The Department of Defense reports that he was born on September 15, 1963, in Algiers.

== Combatant Status Review ==

A Summary of Evidence memo was prepared for his tribunal. The memo listed the following allegations against him:

a. The detainee supported the Taliban and al Qaida forces.
1. The detainee is an Algerian national who has traveled between Pakistan and Afghanistan between 1989 through 2002.
2. the detainee reportedly was an active member of the Islamic Salvation Front.
3. The Islamic Salvation Front is a terrorist and armed militant group.
4. The detainee reportedly left Yemen and went to Afghanistan at the request of the Taliban.
5. In Afghanistan, the detainee reportedly organized combatants to fight for the Taliban.
6. The detainee reportedly has organized extremist networks in Arab countries and has contacts throughout the Middle East.
7. The detainee was arrested in Pakistan during a raid of al Qaida residences, on May 27, 2002.

==Determined not to have been an Enemy Combatant==
The Washington Postreports that Boucetta was one of 38 detainees who was determined not to have been an enemy combatant during his Combatant Status Review Tribunal.
They report that Boucetta has been released.

The Ottawa Citizen speculates that Boucetta may be one of a select number of detainees under consideration for an offer of Asylum.

==Habeas corpus==
At least one habeas corpus petition was submitted on his behalf.
On April 17, 2007, the United States Department of Justice submitted a motion to dismiss his habeas corpus petition, and approximately 100 other habeas corpus petitions, because he was no longer in US custody. The motion says his case was amalgamated into Mohammon v. Bush. The motion identifies him as: "Abu Mohammed", "Dr. Abu Mohammed", and "Boucetta Fihi".
His case was heard before US District Court Judge Reggie Walton.

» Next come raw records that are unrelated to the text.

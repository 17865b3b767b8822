//! Financial instrument records and the remote store that owns them.
//!
//! - [`models`]: the wire model (`Instrument`, create/update payloads, list filters).
//! - [`validation`]: client-side pre-validation mirroring the server's field rules.
//! - [`query`]: the pure filter/search/sort/paginate/facet derivation shared by
//!   the client session and the in-memory store.
//! - [`store`]: the [`store::InstrumentStore`] trait plus HTTP and in-memory
//!   implementations.
//! - [`errors`]: the error taxonomy every store reports in.

pub mod errors;
pub mod models;
pub mod query;
pub mod store;
pub mod validation;

pub use errors::{StoreError, StoreResult};
pub use models::{
    enums::InstrumentType,
    instrument::{Instrument, InstrumentId, InstrumentPatch, NewInstrument},
    list_filter::ListFilter,
};
pub use store::InstrumentStore;
//! Client configuration: parsing, normalization, and loading.
//!
//! A small TOML file tells the client where the instruments API lives and how
//! hard it may hit it. Every key is optional; omitted keys take the values of
//! [`ClientConfig::default`].
//!
//! ```toml
//! base_url = "https://instruments.internal:8443"
//! api_prefix = "/api/v1"
//! timeout_secs = 10
//! list_limit = 1000
//! requests_per_second = 20
//! default_page_size = 25
//! search_debounce_ms = 300
//! ```
//!
//! Key behaviors:
//! - Normalization trims the URL pieces, strips trailing `/`, makes sure the
//!   prefix starts with `/`, and range-checks the numbers.
//! - `INSTRUMENTS_API_URL`, when set, replaces `base_url` before normalization.
//!
//! Entrypoints:
//! - Parse + normalize from a TOML string: [`load_config_str`]
//! - Parse + normalize from a file path: [`load_config_path`]

use std::time::Duration;

use anyhow::Context;
use instrument_api::{models::list_filter::MAX_LIMIT, store::http::HttpStoreOptions};
use serde::{Deserialize, Serialize};
use shared_utils::config::{ConfigError, ensure_range, invalid};
use tracing::debug;

/// Environment variable overriding [`ClientConfig::base_url`].
pub const BASE_URL_ENV_VAR: &str = "INSTRUMENTS_API_URL";

/// Connection and behaviour settings for an [`InstrumentSession`](crate::session::InstrumentSession).
#[derive(Debug, Clone, PartialEq, Eq, Deserialize, Serialize)]
#[serde(default, deny_unknown_fields)]
pub struct ClientConfig {
    /// Scheme + host (+ port) of the API server.
    pub base_url: String,
    /// Path prefix in front of `/instruments/`.
    pub api_prefix: String,
    /// Per-request timeout.
    pub timeout_secs: u64,
    /// Batch size requested by LIST (1..=1000). Search and paging happen
    /// within this batch.
    pub list_limit: u32,
    pub requests_per_second: u32,
    pub default_page_size: usize,
    /// Quiet period before a search keystroke triggers a fetch.
    pub search_debounce_ms: u64,
}

impl Default for ClientConfig {
    fn default() -> Self {
        Self {
            base_url: "http://localhost:8000".to_string(),
            api_prefix: "/api/v1".to_string(),
            timeout_secs: 10,
            list_limit: MAX_LIMIT,
            requests_per_second: 20,
            default_page_size: instrument_api::query::DEFAULT_PAGE_SIZE,
            search_debounce_ms: 300,
        }
    }
}

impl ClientConfig {
    pub fn timeout(&self) -> Duration {
        Duration::from_secs(self.timeout_secs)
    }

    pub fn search_debounce(&self) -> Duration {
        Duration::from_millis(self.search_debounce_ms)
    }

    /// Options for [`HttpStore`](instrument_api::store::http::HttpStore),
    /// with the bearer token picked up from the environment.
    pub fn http_store_options(&self) -> HttpStoreOptions {
        HttpStoreOptions {
            base_url: self.base_url.clone(),
            api_prefix: self.api_prefix.clone(),
            timeout: self.timeout(),
            requests_per_second: self.requests_per_second,
            token: None,
        }
        .with_token_from_env()
    }
}

/// Normalize a config in place.
///
/// Errors:
/// - `base_url` empty or without an `http://` / `https://` scheme
/// - any numeric setting outside its range
pub fn normalize_config(cfg: &mut ClientConfig) -> Result<(), ConfigError> {
    let base = cfg.base_url.trim().trim_end_matches('/');
    if base.is_empty() {
        return Err(invalid("base_url", "cannot be empty"));
    }
    if !(base.starts_with("http://") || base.starts_with("https://")) {
        return Err(invalid("base_url", format!("`{base}` must start with http:// or https://")));
    }
    cfg.base_url = base.to_string();

    let prefix = cfg.api_prefix.trim().trim_matches('/');
    cfg.api_prefix = if prefix.is_empty() {
        String::new()
    } else {
        format!("/{prefix}")
    };

    ensure_range("timeout_secs", cfg.timeout_secs, 1, 300)?;
    ensure_range("list_limit", cfg.list_limit, 1, MAX_LIMIT)?;
    ensure_range("requests_per_second", cfg.requests_per_second, 1, 1000)?;
    ensure_range("default_page_size", cfg.default_page_size, 1, 500)?;
    ensure_range("search_debounce_ms", cfg.search_debounce_ms, 0, 10_000)?;
    Ok(())
}

/// Replace settings that have an environment override.
pub fn apply_env_overrides(cfg: &mut ClientConfig) {
    if let Some(url) = shared_utils::env::env_override(BASE_URL_ENV_VAR) {
        debug!(%url, "base_url overridden from {BASE_URL_ENV_VAR}");
        cfg.base_url = url;
    }
}

/// Parse, apply env overrides, and normalize a config from a TOML string.
pub fn load_config_str(toml_str: &str) -> anyhow::Result<ClientConfig> {
    let mut cfg: ClientConfig = toml::from_str(toml_str).context("failed to parse client config TOML")?;
    apply_env_overrides(&mut cfg);
    normalize_config(&mut cfg).context("invalid client config")?;
    Ok(cfg)
}

/// Read a config TOML file from disk, then see [`load_config_str`].
pub fn load_config_path(path: impl AsRef<std::path::Path>) -> anyhow::Result<ClientConfig> {
    let text = std::fs::read_to_string(path.as_ref())
        .with_context(|| format!("read config file {}", path.as_ref().display()))?;
    load_config_str(&text)
}

/// The built-in defaults with env overrides applied; used when no file is given.
pub fn load_default() -> anyhow::Result<ClientConfig> {
    load_config_str("")
}

#[cfg(test)]
mod tests {
    use super::*;
    use serial_test::serial;
    use std::io::Write;

    #[test]
    #[serial]
    fn empty_file_yields_defaults() {
        let cfg = load_config_str("").unwrap();
        if std::env::var(BASE_URL_ENV_VAR).is_err() {
            assert_eq!(cfg, ClientConfig::default());
        }
    }

    #[test]
    fn normalizes_url_pieces() {
        let mut cfg = ClientConfig {
            base_url: "  https://api.example.com/// ".into(),
            api_prefix: "api/v2/".into(),
            ..Default::default()
        };
        normalize_config(&mut cfg).unwrap();
        assert_eq!(cfg.base_url, "https://api.example.com");
        assert_eq!(cfg.api_prefix, "/api/v2");

        let mut bare = ClientConfig {
            api_prefix: " / ".into(),
            ..Default::default()
        };
        normalize_config(&mut bare).unwrap();
        assert_eq!(bare.api_prefix, "");
    }

    #[test]
    fn rejects_bad_values() {
        let mut cfg = ClientConfig {
            base_url: "ftp://files".into(),
            ..Default::default()
        };
        let err = normalize_config(&mut cfg).unwrap_err();
        assert!(err.to_string().contains("base_url"));

        let mut cfg = ClientConfig {
            list_limit: 0,
            ..Default::default()
        };
        let err = normalize_config(&mut cfg).unwrap_err();
        assert_eq!(err.to_string(), "`list_limit` = 0 is out of range (1..=1000)");
    }

    #[test]
    fn unknown_keys_are_rejected() {
        let err = load_config_str("list_limt = 10").unwrap_err();
        assert!(format!("{err:#}").contains("list_limt"));
    }

    #[test]
    #[serial]
    fn env_overrides_base_url() {
        // SAFETY: serialized with every other test touching the environment.
        unsafe { std::env::set_var(BASE_URL_ENV_VAR, "http://override:9000/") };
        let cfg = load_config_str(r#"base_url = "http://from-file:8000""#);
        unsafe { std::env::remove_var(BASE_URL_ENV_VAR) };

        assert_eq!(cfg.unwrap().base_url, "http://override:9000");
    }

    #[test]
    #[serial]
    fn loads_from_disk() {
        let mut file = tempfile::NamedTempFile::new().unwrap();
        writeln!(file, "timeout_secs = 3\nlist_limit = 250\nsearch_debounce_ms = 0").unwrap();

        let cfg = load_config_path(file.path()).unwrap();
        assert_eq!(cfg.timeout(), Duration::from_secs(3));
        assert_eq!(cfg.list_limit, 250);
        assert_eq!(cfg.search_debounce(), Duration::ZERO);
    }

    #[test]
    fn missing_file_names_the_path() {
        let err = load_config_path("/definitely/not/here.toml").unwrap_err();
        assert!(err.to_string().contains("/definitely/not/here.toml"));
    }
}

The United States Department of Defense published 179 habeas petitions, but they didn't publish his.

==Release==
Three of the remaining Guantanamo captives who were determined not to have been enemy combatants were released to Albania in November 2006.
The men were not identified, other than by nationality. One of the released men was an Algerian.
They were reported to have been the last of the men classified as "no longer enemy combatants to have remained in custody.

==UN refugee status==
An article in the Kansas City Star describes how the
United Nations High Commission for Refugees only learned in December 2006 that the Americans had been holding internationally protected refugees in Guantanamo.
The article says the UNHCR wrote the Pentagon, on December 20, 2006, seeking information on why Mammar Ameur and Mohammed Sulaymon Barre were being detained in Guantanamo.
The article stated that Fethi Boucetta, was also an internationally protected refugee, and that the Americans had transferred him to Albania. The article added that Boucetta was a medical doctor.

The BBC later interviewed him in Albania, where he was using the name "Abu Mohammed"
He told the BBC:

Those Americans brought me here by force. I refused to come here.

==McClatchy interview==
On June 15, 2008, the McClatchy News Service published articles based on interviews with 66 former Guantanamo captives. McClatchy reporters interviewed Abu Mohammed.
He reports he remains mystified as to why he was originally captured, and why he continued to be detained.

He reports he was held for two months in the Bagram Theater Detention Facility, was told he was being sent home, but, instead, was sent to Guantanamo.